Broadly speaking, any codified combat fighting system can be classified as a Martial Art. However, in today's common usage it collectively refers to the various fighting systems developed in East Asia. My personal experience is with Taekwondo, a Korean based martial art which loosely translates as "the way of the foot and fist" or "the way of kicking and punching". Taekwondo is considered a "female-friendly" martial art because it focuses more on lower body kicking than upper body punching, and women tend to be proportionately stronger in the lower half of their body.
While I was training and teaching Taekwondo (I hold a second degree Black Belt), I learned there are a great many benefits to be gained through practising martial arts. Following is a brief summary of these benefits so that you can decide whether martial arts training is something you would like to pursue for yourself and/or other family members. Though I will write specifically about Taekwondo, I do believe that most of these benefits would apply equally to any of the other popular martial arts.
Benefits of Taekwondo Training
- Functional benefits - Practicing Taekwondo is great functional training that teaches your various body parts to work together with much improved strength and efficiency. Simple tasks such as walking the dog, climbing the stairs or getting in and out of the car become much easier because your body movements are more natural and flowing.

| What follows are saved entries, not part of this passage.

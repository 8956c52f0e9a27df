//! Error types for graph construction and configuration

use crate::model::NodeId;
use thiserror::Error;

#[derive(Error, Debug, Clone, PartialEq)]
pub enum GraphError {
    #[error("duplicate node id: {0}")]
    DuplicateNode(NodeId),

    #[error("edge references unknown node: {0}")]
    UnknownNode(NodeId),

    #[error("invalid configuration: {0}")]
    InvalidConfig(String),
}

pub type Result<T> = std::result::Result<T, GraphError>;
//! Bounded graph edit distance
//!
//! Unit costs: substituting a node or edge costs 0 when labels match and 1
//! otherwise; insertions and deletions cost 1. Parallel edges between one
//! ordered pair are matched as a label multiset.
//!
//! The search is a depth-first branch and bound over the nodes of the first
//! graph, each mapped to an unused node of the second graph or deleted.
//! Candidates are tried cheapest-first, so the first complete mapping is
//! usually a good one and a timed-out search still has an answer.

use crate::graph::Graph;
use crate::label;
use crate::model::NodeId;
use serde::Serialize;
use std::collections::HashMap;
use std::time::{Duration, Instant};

/// API-level value meaning "no edit path within the given bounds".
pub const NO_RESULT: i64 = -1;

pub const DEFAULT_UPPER_BOUND: usize = 500;
pub const DEFAULT_TIMEOUT: Duration = Duration::from_secs(5);

/// Resource limits for one search.
#[derive(Debug, Clone, Copy, PartialEq, Eq)]
pub struct SearchBounds {
    /// Largest distance worth reporting.
    pub upper_bound: usize,
    /// Wall-clock budget; `None` searches to completion.
    pub timeout: Option<Duration>,
}

impl Default for SearchBounds {
    fn default() -> Self {
        Self {
            upper_bound: DEFAULT_UPPER_BOUND,
            timeout: Some(DEFAULT_TIMEOUT),
        }
    }
}

/// A minimal-cost node mapping. `None` on the left is an insertion, on the right a deletion.
#[derive(Debug, Clone, PartialEq, Eq, Serialize)]
pub struct EditPath {
    pub cost: usize,
    pub node_mapping: Vec<(Option<NodeId>, Option<NodeId>)>,
}

/// Map a search result onto the `-1` sentinel convention.
pub fn to_sentinel(distance: Option<usize>) -> i64 {
    distance.map_or(NO_RESULT, |d| d as i64)
}

/// Graph reduced to positions and labels.
struct Labelled {
    ids: Vec<NodeId>,
    labels: Vec<String>,
    degree: Vec<usize>,
    pairs: HashMap<(usize, usize), Vec<String>>,
    edges: Vec<(usize, usize, String)>,
}

impl Labelled {
    fn new(graph: &Graph) -> Self {
        let ids: Vec<NodeId> = graph.all_nodes().map(|n| n.id.clone()).collect();
        let labels: Vec<String> = graph.all_nodes().map(label::node_label).collect();
        let mut degree = vec![0; ids.len()];
        let mut pairs: HashMap<(usize, usize), Vec<String>> = HashMap::new();
        let mut edges = Vec::with_capacity(graph.edge_count());
        for (src, dst, edge) in graph.positioned_edges() {
            let l = label::edge_label(edge);
            degree[src] += 1;
            degree[dst] += 1;
            pairs.entry((src, dst)).or_default().push(l.clone());
            edges.push((src, dst, l));
        }
        Self {
            ids,
            labels,
            degree,
            pairs,
            edges,
        }
    }

    fn len(&self) -> usize {
        self.ids.len()
    }

    fn pair(&self, src: usize, dst: usize) -> &[String] {
        self.pairs.get(&(src, dst)).map(Vec::as_slice).unwrap_or(&[])
    }
}

/// Cheapest way to turn one label multiset into another with unit costs.
fn multiset_distance<'s>(
    first: impl Iterator<Item = &'s str>,
    second: impl Iterator<Item = &'s str>,
) -> usize {
    let mut counts: HashMap<&str, usize> = HashMap::new();
    let mut first_len = 0;
    for l in first {
        *counts.entry(l).or_insert(0) += 1;
        first_len += 1;
    }
    let mut second_len = 0;
    let mut common = 0;
    for l in second {
        second_len += 1;
        if let Some(c) = counts.get_mut(l) {
            if *c > 0 {
                *c -= 1;
                common += 1;
            }
        }
    }
    first_len.max(second_len) - common
}

fn pair_cost(first: &[String], second: &[String]) -> usize {
    if first.is_empty() || second.is_empty() {
        return first.len() + second.len();
    }
    multiset_distance(
        first.iter().map(String::as_str),
        second.iter().map(String::as_str),
    )
}

struct Search<'g> {
    g1: &'g Labelled,
    g2: &'g Labelled,
    order: Vec<usize>,
    /// `None` = not processed yet, `Some(None)` = deleted, `Some(Some(v))` = mapped to v.
    image: Vec<Option<Option<usize>>>,
    used: Vec<bool>,
    /// Only mappings strictly cheaper than this are accepted.
    limit: usize,
    best: Option<(usize, Vec<Option<usize>>)>,
    deadline: Option<Instant>,
    expansions: u64,
    timed_out: bool,
}

impl<'g> Search<'g> {
    fn new(g1: &'g Labelled, g2: &'g Labelled, upper_bound: usize, deadline: Option<Instant>) -> Self {
        let mut order: Vec<usize> = (0..g1.len()).collect();
        order.sort_by(|&a, &b| g1.degree[b].cmp(&g1.degree[a]).then(a.cmp(&b)));
        Self {
            g1,
            g2,
            order,
            image: vec![None; g1.len()],
            used: vec![false; g2.len()],
            limit: upper_bound.saturating_add(1),
            best: None,
            deadline,
            expansions: 0,
            timed_out: false,
        }
    }

    fn run(mut self) -> Self {
        self.expand(0, 0);
        self
    }

    fn out_of_time(&mut self) -> bool {
        if !self.timed_out {
            if let Some(deadline) = self.deadline {
                self.timed_out = Instant::now() >= deadline;
            }
        }
        self.timed_out
    }

    fn assign(&mut self, u: usize, target: Option<usize>) {
        self.image[u] = Some(target);
        if let Some(v) = target {
            self.used[v] = true;
        }
    }

    fn unassign(&mut self, u: usize, target: Option<usize>) {
        self.image[u] = None;
        if let Some(v) = target {
            self.used[v] = false;
        }
    }

    /// Cost of mapping `u` to `target`, including edges to already processed nodes.
    fn step_cost(&self, depth: usize, u: usize, target: Option<usize>) -> usize {
        let (g1, g2) = (self.g1, self.g2);
        let mut cost = match target {
            Some(v) => usize::from(g1.labels[u] != g2.labels[v]),
            None => 1,
        };
        cost += match target {
            Some(v) => pair_cost(g1.pair(u, u), g2.pair(v, v)),
            None => g1.pair(u, u).len(),
        };
        for &w in &self.order[..depth] {
            let image_w = self.image[w].flatten();
            cost += match (target, image_w) {
                (Some(v), Some(x)) => {
                    pair_cost(g1.pair(u, w), g2.pair(v, x)) + pair_cost(g1.pair(w, u), g2.pair(x, v))
                }
                _ => g1.pair(u, w).len() + g1.pair(w, u).len(),
            };
        }
        cost
    }

    /// Admissible estimate of the cost still to come.
    fn lower_bound(&self) -> usize {
        let (g1, g2) = (self.g1, self.g2);
        let nodes = multiset_distance(
            (0..g1.len())
                .filter(|&u| self.image[u].is_none())
                .map(|u| g1.labels[u].as_str()),
            (0..g2.len())
                .filter(|&v| !self.used[v])
                .map(|v| g2.labels[v].as_str()),
        );
        let edges = multiset_distance(
            g1.edges
                .iter()
                .filter(|(s, t, _)| self.image[*s].is_none() || self.image[*t].is_none())
                .map(|(_, _, l)| l.as_str()),
            g2.edges
                .iter()
                .filter(|(s, t, _)| !self.used[*s] || !self.used[*t])
                .map(|(_, _, l)| l.as_str()),
        );
        nodes + edges
    }

    /// Cost of inserting every unused node of the second graph and the edges touching them.
    fn completion_cost(&self) -> usize {
        let inserted_nodes = self.used.iter().filter(|u| !**u).count();
        let inserted_edges = self
            .g2
            .edges
            .iter()
            .filter(|(s, t, _)| !self.used[*s] || !self.used[*t])
            .count();
        inserted_nodes + inserted_edges
    }

    fn expand(&mut self, depth: usize, cost: usize) {
        self.expansions += 1;
        if self.out_of_time() {
            return;
        }

        if depth == self.order.len() {
            let total = cost + self.completion_cost();
            if total < self.limit {
                self.limit = total;
                let mapping = self.image.iter().map(|&i| i.flatten()).collect();
                self.best = Some((total, mapping));
            }
            return;
        }

        let u = self.order[depth];
        let targets: Vec<Option<usize>> = (0..self.g2.len())
            .filter(|&v| !self.used[v])
            .map(Some)
            .chain(std::iter::once(None))
            .collect();

        let mut candidates: Vec<(usize, usize, Option<usize>)> = Vec::with_capacity(targets.len());
        for target in targets {
            if self.out_of_time() {
                return;
            }
            let step = self.step_cost(depth, u, target);
            self.assign(u, target);
            let estimate = cost + step + self.lower_bound();
            self.unassign(u, target);
            if estimate < self.limit {
                candidates.push((estimate, step, target));
            }
        }
        candidates.sort_by_key(|&(estimate, _, target)| (estimate, target.is_none(), target));

        for (estimate, step, target) in candidates {
            if estimate >= self.limit {
                continue;
            }
            self.assign(u, target);
            self.expand(depth + 1, cost + step);
            self.unassign(u, target);
            if self.timed_out {
                return;
            }
        }
    }

    fn into_path(self) -> Option<EditPath> {
        let (cost, mapping) = self.best?;
        let mut node_mapping: Vec<(Option<NodeId>, Option<NodeId>)> = mapping
            .iter()
            .enumerate()
            .map(|(u, v)| (Some(self.g1.ids[u].clone()), v.map(|v| self.g2.ids[v].clone())))
            .collect();
        let mut mapped = vec![false; self.g2.len()];
        for v in mapping.iter().flatten() {
            mapped[*v] = true;
        }
        for (v, id) in self.g2.ids.iter().enumerate() {
            if !mapped[v] {
                node_mapping.push((None, Some(id.clone())));
            }
        }
        Some(EditPath { cost, node_mapping })
    }
}

/// Exact minimal edit path with cost at most `upper_bound`, or `None`.
pub fn optimal_edit_path(first: &Graph, second: &Graph, upper_bound: usize) -> Option<EditPath> {
    let g1 = Labelled::new(first);
    let g2 = Labelled::new(second);
    let search = Search::new(&g1, &g2, upper_bound, None).run();
    tracing::debug!("Exact edit search finished after {} expansions", search.expansions);
    search.into_path()
}

/// Exact edit distance bounded by `upper_bound`; [`NO_RESULT`] if none exists within it.
pub fn optimal_edit_paths(first: &Graph, second: &Graph, upper_bound: usize) -> i64 {
    to_sentinel(optimal_edit_path(first, second, upper_bound).map(|p| p.cost))
}

/// Anytime edit distance search.
///
/// Returns the best distance found within `bounds.upper_bound`. When the
/// timeout fires first, the best distance found so far is returned, or
/// `None` if the search had not completed any mapping yet.
pub fn search_edit_distance(first: &Graph, second: &Graph, bounds: &SearchBounds) -> Option<usize> {
    let g1 = Labelled::new(first);
    let g2 = Labelled::new(second);
    // a timeout too large to represent means no deadline
    let deadline = bounds.timeout.and_then(|t| Instant::now().checked_add(t));
    let search = Search::new(&g1, &g2, bounds.upper_bound, deadline).run();

    if search.timed_out {
        tracing::warn!(
            "Edit distance search timed out after {} expansions (best so far: {:?})",
            search.expansions,
            search.best.as_ref().map(|(c, _)| *c)
        );
    } else {
        tracing::info!(
            "Edit distance search completed after {} expansions: {:?}",
            search.expansions,
            search.best.as_ref().map(|(c, _)| *c)
        );
    }
    search.best.map(|(cost, _)| cost)
}

/// [`search_edit_distance`] with the `-1` sentinel for "no result".
pub fn edit_distance(first: &Graph, second: &Graph, bounds: &SearchBounds) -> i64 {
    to_sentinel(search_edit_distance(first, second, bounds))
}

- Improved coordination - Punching and kicking specific targets (i.e. training pads or sparring partners) greatly improves your hand-to-eye, foot-to-eye and overall body coordination so that you become much more precise in your movements both inside and outside the dojang (training room).
- Improved flexibility - Taekwondo classes typically start and end with warm up and cool down stretching to promote muscle flexibility and maximize range of motion for normal body movements. I'll never forget the day I turned to look over my shoulder before changing lanes, and suddenly realized the usual strain on my neck was gone!

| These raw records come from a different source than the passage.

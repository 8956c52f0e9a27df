//! Writers for the DOT and adjacency JSON views

use crate::error::Result;
use chen_graph_core::Adjacency;
use std::path::Path;

/// Serialize an adjacency mapping as pretty-printed JSON.
pub fn adjacency_json(adjacency: &Adjacency) -> Result<String> {
    Ok(serde_json::to_string_pretty(adjacency)?)
}

/// Write an adjacency mapping to `path` as JSON.
pub fn write_adjacency(adjacency: &Adjacency, path: &Path) -> Result<()> {
    let json_str = adjacency_json(adjacency)?;
    std::fs::write(path, json_str)?;
    tracing::debug!("Adjacency data written: {}", path.display());
    Ok(())
}

/// Write a DOT description to `path`, creating parent directories as needed.
pub fn write_dot(dot: &str, path: &Path) -> Result<()> {
    if let Some(parent) = path.parent().filter(|p| !p.as_os_str().is_empty()) {
        if !parent.exists() {
            std::fs::create_dir_all(parent)?;
        }
    }
    std::fs::write(path, dot)?;
    tracing::debug!("DOT written: {}", path.display());
    Ok(())
}
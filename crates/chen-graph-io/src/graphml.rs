//! GraphML reader
//!
//! Reads `<key>` declarations with their optional `<default>`, typed
//! `<data>` values and `<node>` / `<edge>` records. The result is always a
//! directed multigraph regardless of `edgedefault`.

use crate::error::{ExchangeError, Result};
use chen_graph_core::{AttrValue, Attributes, Graph};
use quick_xml::events::{BytesStart, Event};
use quick_xml::Reader;
use std::collections::HashMap;
use std::path::Path;

/// Declared value type of a `<key>`.
#[derive(Debug, Clone, Copy, PartialEq, Eq)]
enum KeyType {
    String,
    Int,
    Float,
    Boolean,
}

impl KeyType {
    fn parse(name: &str) -> Self {
        match name {
            "int" | "long" => KeyType::Int,
            "float" | "double" => KeyType::Float,
            "boolean" => KeyType::Boolean,
            _ => KeyType::String,
        }
    }

    fn value(self, raw: &str) -> Result<AttrValue> {
        let invalid = || ExchangeError::InvalidStructure(format!("cannot read {:?} as {:?}", raw, self));
        Ok(match self {
            KeyType::String => AttrValue::Str(raw.to_string()),
            KeyType::Int => AttrValue::Int(raw.trim().parse().map_err(|_| invalid())?),
            KeyType::Float => AttrValue::Float(raw.trim().parse().map_err(|_| invalid())?),
            KeyType::Boolean => match raw.trim().to_ascii_lowercase().as_str() {
                "true" | "1" => AttrValue::Bool(true),
                "false" | "0" => AttrValue::Bool(false),
                _ => return Err(invalid()),
            },
        })
    }
}

#[derive(Debug, Clone, Copy, PartialEq, Eq)]
enum Domain {
    Node,
    Edge,
    Other,
    All,
}

impl Domain {
    fn parse(name: &str) -> Self {
        match name {
            "node" => Domain::Node,
            "edge" => Domain::Edge,
            "all" => Domain::All,
            _ => Domain::Other,
        }
    }

    fn covers(self, other: Domain) -> bool {
        self == other || self == Domain::All
    }
}

#[derive(Debug)]
struct KeySpec {
    name: String,
    domain: Domain,
    kind: KeyType,
    default: Option<AttrValue>,
}

#[derive(Debug)]
struct NodeRecord {
    id: String,
    attributes: Attributes,
}

#[derive(Debug)]
struct EdgeRecord {
    source: String,
    target: String,
    attributes: Attributes,
}

/// Element whose `<data>` children are being collected.
enum Owner {
    None,
    Node(NodeRecord),
    Edge(EdgeRecord),
}

#[derive(Default)]
struct Document {
    keys: HashMap<String, KeySpec>,
    nodes: Vec<NodeRecord>,
    edges: Vec<EdgeRecord>,
    saw_graph: bool,
}

impl Document {
    fn key(&self, id: &str) -> Option<&KeySpec> {
        self.keys.get(id)
    }

    fn apply_defaults(&mut self) {
        let defaults = |domain: Domain| -> Vec<(String, AttrValue)> {
            self.keys
                .values()
                .filter(|k| k.domain.covers(domain))
                .filter_map(|k| Some((k.name.clone(), k.default.clone()?)))
                .collect()
        };
        let node_defaults = defaults(Domain::Node);
        let edge_defaults = defaults(Domain::Edge);
        for node in &mut self.nodes {
            for (name, value) in &node_defaults {
                node.attributes.entry(name.clone()).or_insert_with(|| value.clone());
            }
        }
        for edge in &mut self.edges {
            for (name, value) in &edge_defaults {
                edge.attributes.entry(name.clone()).or_insert_with(|| value.clone());
            }
        }
    }

    fn into_graph(mut self) -> Result<Graph> {
        if !self.saw_graph {
            return Err(ExchangeError::InvalidStructure("no <graph> element".to_string()));
        }
        self.apply_defaults();
        let mut graph = Graph::new();
        for node in self.nodes {
            graph.add_node(node.id, node.attributes)?;
        }
        for edge in self.edges {
            graph.add_edge(edge.source, edge.target, edge.attributes)?;
        }
        Ok(graph)
    }
}

fn attribute(e: &BytesStart<'_>, name: &[u8]) -> Result<Option<String>> {
    for attr in e.attributes().filter_map(std::result::Result::ok) {
        if attr.key.local_name().as_ref() == name {
            return Ok(Some(attr.unescape_value()?.into_owned()));
        }
    }
    Ok(None)
}

fn required(e: &BytesStart<'_>, name: &[u8]) -> Result<String> {
    attribute(e, name)?.ok_or_else(|| {
        ExchangeError::InvalidStructure(format!(
            "<{}> without {} attribute",
            String::from_utf8_lossy(e.local_name().as_ref()),
            String::from_utf8_lossy(name)
        ))
    })
}

fn read_key(e: &BytesStart<'_>) -> Result<(String, KeySpec)> {
    let id = required(e, b"id")?;
    let name = attribute(e, b"attr.name")?.unwrap_or_else(|| id.clone());
    let domain = Domain::parse(&attribute(e, b"for")?.unwrap_or_else(|| "all".to_string()));
    let kind = KeyType::parse(&attribute(e, b"attr.type")?.unwrap_or_default());
    Ok((
        id,
        KeySpec {
            name,
            domain,
            kind,
            default: None,
        },
    ))
}

fn read_node(e: &BytesStart<'_>) -> Result<NodeRecord> {
    Ok(NodeRecord {
        id: required(e, b"id")?,
        attributes: Attributes::new(),
    })
}

fn read_edge(e: &BytesStart<'_>) -> Result<EdgeRecord> {
    Ok(EdgeRecord {
        source: required(e, b"source")?,
        target: required(e, b"target")?,
        attributes: Attributes::new(),
    })
}

/// Parse GraphML text into a graph.
pub fn parse_graphml(content: &str) -> Result<Graph> {
    let mut reader = Reader::from_str(content);
    let mut doc = Document::default();
    let mut owner = Owner::None;
    let mut current_key: Option<String> = None;
    let mut current_data: Option<String> = None;
    let mut in_default = false;
    let mut text = String::new();

    loop {
        let event = reader.read_event().map_err(|e| {
            ExchangeError::Xml(format!("at position {}: {}", reader.buffer_position(), e))
        })?;
        match event {
            Event::Start(ref e) => match e.local_name().as_ref() {
                b"key" => {
                    let (id, declared) = read_key(e)?;
                    doc.keys.insert(id.clone(), declared);
                    current_key = Some(id);
                }
                b"default" => {
                    in_default = true;
                    text.clear();
                }
                b"graph" => doc.saw_graph = true,
                b"node" => owner = Owner::Node(read_node(e)?),
                b"edge" => owner = Owner::Edge(read_edge(e)?),
                b"data" => {
                    current_data = Some(required(e, b"key")?);
                    text.clear();
                }
                _ => {}
            },
            Event::Empty(ref e) => match e.local_name().as_ref() {
                b"key" => {
                    let (id, declared) = read_key(e)?;
                    doc.keys.insert(id, declared);
                }
                b"graph" => doc.saw_graph = true,
                b"node" => doc.nodes.push(read_node(e)?),
                b"edge" => doc.edges.push(read_edge(e)?),
                _ => {}
            },
            Event::Text(ref e) => {
                if in_default || current_data.is_some() {
                    text.push_str(&e.unescape()?);
                }
            }
            Event::CData(ref e) => {
                if in_default || current_data.is_some() {
                    text.push_str(&String::from_utf8_lossy(e));
                }
            }
            Event::End(ref e) => match e.local_name().as_ref() {
                b"key" => current_key = None,
                b"default" => {
                    in_default = false;
                    if let Some(declared) = current_key.as_ref().and_then(|id| doc.keys.get_mut(id)) {
                        declared.default = Some(declared.kind.value(&text)?);
                    }
                }
                b"data" => {
                    let Some(key_id) = current_data.take() else {
                        continue;
                    };
                    let (name, value) = match doc.key(&key_id) {
                        Some(declared) => (declared.name.clone(), declared.kind.value(&text)?),
                        None => (key_id, AttrValue::Str(text.clone())),
                    };
                    match &mut owner {
                        Owner::Node(node) => {
                            node.attributes.insert(name, value);
                        }
                        Owner::Edge(edge) => {
                            edge.attributes.insert(name, value);
                        }
                        Owner::None => tracing::debug!("Ignoring graph-level data {}", name),
                    }
                }
                b"node" | b"edge" => match std::mem::replace(&mut owner, Owner::None) {
                    Owner::Node(node) => doc.nodes.push(node),
                    Owner::Edge(edge) => doc.edges.push(edge),
                    Owner::None => {}
                },
                _ => {}
            },
            Event::Eof => break,
            _ => {}
        }
    }

    tracing::debug!(
        "Parsed GraphML: {} keys, {} nodes, {} edges",
        doc.keys.len(),
        doc.nodes.len(),
        doc.edges.len()
    );
    doc.into_graph()
}

/// Read a GraphML file into a graph.
pub fn read_graphml(path: &Path) -> Result<Graph> {
    let content = std::fs::read_to_string(path)?;
    parse_graphml(&content)
}

/// Read a GraphML file, returning `None` if it cannot be read or parsed.
pub fn load_graphml(path: &Path) -> Option<Graph> {
    match read_graphml(path) {
        Ok(graph) => Some(graph),
        Err(e) => {
            tracing::warn!("Failed to load {}: {}", path.display(), e);
            None
        }
    }
}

- Improved focus and concentration - A key part of martial arts training is ongoing repetition done for the purpose of self improvement, so that each time you repeat a specific movement or pattern (also known as forms or katas, depending on the martial art) you strive to make it more precise than last time. This requires a person learn to really pay attention to what they're doing and not allow their mind to wander. That's one of the many reasons why martial arts training can be so beneficial for children - focus and concentration learned in the dojang translates to improved focus and concentration at school.

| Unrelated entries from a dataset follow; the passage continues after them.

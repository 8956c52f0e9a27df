//! Graph wrapper using petgraph::StableDiGraph keyed by NodeId

use crate::error::{GraphError, Result};
use crate::label;
use crate::model::*;
use petgraph::dot::Dot;
use petgraph::stable_graph::{NodeIndex, StableDiGraph};
use petgraph::visit::EdgeRef;
use petgraph::Direction;
use std::collections::{BTreeMap, HashMap};

/// Adjacency view: `{source: {target: [edge attributes, ...]}}`.
///
/// Every node appears as a key, including isolated ones.
pub type Adjacency = BTreeMap<String, BTreeMap<String, Vec<Attributes>>>;

/// An attributed directed multigraph.
///
/// Nodes are never removed, so node positions (`0..node_count`) follow
/// insertion order and stay dense. The algorithms rely on that.
#[derive(Clone)]
pub struct Graph {
    inner: StableDiGraph<GraphNode, GraphEdge>,
    index: HashMap<NodeId, NodeIndex>,
}

impl std::fmt::Debug for Graph {
    fn fmt(&self, f: &mut std::fmt::Formatter<'_>) -> std::fmt::Result {
        f.debug_struct("Graph")
            .field("node_count", &self.inner.node_count())
            .field("edge_count", &self.inner.edge_count())
            .finish()
    }
}

impl Graph {
    pub fn new() -> Self {
        Graph {
            inner: StableDiGraph::new(),
            index: HashMap::new(),
        }
    }

    /// Add a node. Fails if the id is already taken.
    pub fn add_node(&mut self, id: impl Into<NodeId>, attributes: Attributes) -> Result<NodeId> {
        let id = id.into();
        if self.index.contains_key(&id) {
            return Err(GraphError::DuplicateNode(id));
        }
        let idx = self.inner.add_node(GraphNode {
            id: id.clone(),
            attributes,
        });
        self.index.insert(id.clone(), idx);
        Ok(id)
    }

    /// Return the node with this id, inserting it with `attributes` if missing.
    pub fn ensure_node(&mut self, id: impl Into<NodeId>, attributes: Attributes) -> NodeId {
        let id = id.into();
        if !self.index.contains_key(&id) {
            let idx = self.inner.add_node(GraphNode {
                id: id.clone(),
                attributes,
            });
            self.index.insert(id.clone(), idx);
        }
        id
    }

    /// Add an edge. Both endpoints must already exist.
    pub fn add_edge(
        &mut self,
        source: impl Into<NodeId>,
        target: impl Into<NodeId>,
        attributes: Attributes,
    ) -> Result<EdgeId> {
        let source = source.into();
        let target = target.into();
        let src_idx = *self
            .index
            .get(&source)
            .ok_or_else(|| GraphError::UnknownNode(source.clone()))?;
        let dst_idx = *self
            .index
            .get(&target)
            .ok_or_else(|| GraphError::UnknownNode(target.clone()))?;

        let id = EdgeId(self.inner.edge_count() as u64);
        self.inner.add_edge(
            src_idx,
            dst_idx,
            GraphEdge {
                id,
                source,
                target,
                attributes,
            },
        );
        Ok(id)
    }

    /// Get a node by ID.
    pub fn node(&self, id: &NodeId) -> Option<&GraphNode> {
        self.index
            .get(id)
            .and_then(|&idx| self.inner.node_weight(idx))
    }

    pub fn contains_node(&self, id: &NodeId) -> bool {
        self.index.contains_key(id)
    }

    /// Total number of nodes.
    pub fn node_count(&self) -> usize {
        self.inner.node_count()
    }

    /// Total number of edges.
    pub fn edge_count(&self) -> usize {
        self.inner.edge_count()
    }

    /// True when the graph has no nodes (and therefore no edges).
    pub fn is_empty(&self) -> bool {
        self.inner.node_count() == 0
    }

    /// Iterate over all nodes in insertion order.
    pub fn all_nodes(&self) -> impl Iterator<Item = &GraphNode> {
        self.inner
            .node_indices()
            .filter_map(move |idx| self.inner.node_weight(idx))
    }

    /// Iterate over all edges in insertion order.
    pub fn all_edges(&self) -> impl Iterator<Item = &GraphEdge> {
        self.inner
            .edge_indices()
            .filter_map(move |idx| self.inner.edge_weight(idx))
    }

    /// Get all outgoing edges from a node.
    pub fn edges_from(&self, source: &NodeId) -> impl Iterator<Item = &GraphEdge> {
        self.directed_edges(source, Direction::Outgoing)
    }

    /// Get all incoming edges to a node.
    pub fn edges_to(&self, target: &NodeId) -> impl Iterator<Item = &GraphEdge> {
        self.directed_edges(target, Direction::Incoming)
    }

    fn directed_edges(&self, id: &NodeId, dir: Direction) -> impl Iterator<Item = &GraphEdge> {
        self.index
            .get(id)
            .into_iter()
            .flat_map(move |&idx| self.inner.edges_directed(idx, dir))
            .filter_map(move |edge_ref| self.inner.edge_weight(edge_ref.id()))
    }

    /// Undirected degree; a self-loop counts twice.
    pub fn degree(&self, id: &NodeId) -> usize {
        self.edges_from(id).count() + self.edges_to(id).count()
    }

    /// Edges as `(source position, target position, edge)` triples.
    pub fn positioned_edges(&self) -> impl Iterator<Item = (usize, usize, &GraphEdge)> {
        self.inner.edge_indices().filter_map(move |idx| {
            let (source, target) = self.inner.edge_endpoints(idx)?;
            let edge = self.inner.edge_weight(idx)?;
            Some((source.index(), target.index(), edge))
        })
    }

    /// Check if an edge with the given label exists between two nodes.
    pub fn has_edge_between(&self, source: &NodeId, target: &NodeId, edge_label: &str) -> bool {
        self.edges_from(source)
            .any(|e| &e.target == target && label::label(&e.attributes) == edge_label)
    }

    /// Find a node by label (first match).
    pub fn find_node_by_label(&self, wanted: &str) -> Option<&NodeId> {
        self.all_nodes()
            .find(|n| label::label(&n.attributes) == wanted)
            .map(|n| &n.id)
    }

    /// Adjacency mapping of the whole graph.
    pub fn to_adjacency(&self) -> Adjacency {
        let mut adjacency: Adjacency = self
            .all_nodes()
            .map(|n| (n.id.0.clone(), BTreeMap::new()))
            .collect();
        for edge in self.all_edges() {
            adjacency
                .entry(edge.source.0.clone())
                .or_default()
                .entry(edge.target.0.clone())
                .or_default()
                .push(edge.attributes.clone());
        }
        adjacency
    }

    /// DOT description, labels taken from the label fallback chain.
    pub fn to_dot(&self) -> String {
        format!("{}", Dot::with_config(&self.inner, &[]))
    }
}

impl Default for Graph {
    fn default() -> Self {
        Self::new()
    }
}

- Increased confidence -I personally developed an increased sense of pride and self confidence as I learned to skillfully execute specific movements and techniques which at first seemed too overwhelming to ever fully master. And I saw others do the same - it was very rewarding as an instructor to witness frustration transform to elation as my students (both children and adults) realized they were doing it right, and indeed doing it well.
- Increased self respect, as well as respect for others - While most adults coming into the club were respectful of instructors and fellow students, many children and young adults initially entered the club with a chip on their shoulder and a rather disdainful attitude towards authority. However, they quickly learned this type of behaviour was not socially acceptable within the club and so it wasn't long before they developed a more respectful attitude. Not only that, they began to hold their own heads higher as they were afforded the same respect from everyone else in return.
- Improved public speaking skills - When in charge of a large class of Taekwondo students (or a smaller group within the main class) and expected to maintain discipline and control while keeping the class moving at a reasonable pace, feeling shy or self conscious very quickly takes a back seat and soft spoken individuals learn to speak loudly and with more authority. The skills I developed by leading Taekwondo classes have carried over into my professional life as I am now much more comfortable presenting to my peers in group meetings.
- Self defense - If attacked, Taekwondo training can provide a woman (or man) with enough of an edge to make a difference should she choose to defend herself. By knowing how to throw a kick without losing her balance or a punch without breaking her thumb or wrist, at the very least she has a true choice whether to resist or submit to her attacker. (I'm not suggesting that any woman stand and fight while she still has the opportunity to run. There is no replacement for displacement - in other words, no matter how good you are, if someone twice your size and weight pins you down you're in big trouble - but a well placed solid kick or punch could slow down your attacker long enough for you to make a successful escape.)
- Community and camaraderie - The martial arts way is for more experienced practitioners to help the less experienced ones in an open and non-judgmental manner. It is recognized that while not all club members have the same physical abilities, they all share the same potential to become the best they can possibly be. This philosophy fosters a sense of community and camaraderie within the club, which adds a truly enjoyable social dimension to the training experience.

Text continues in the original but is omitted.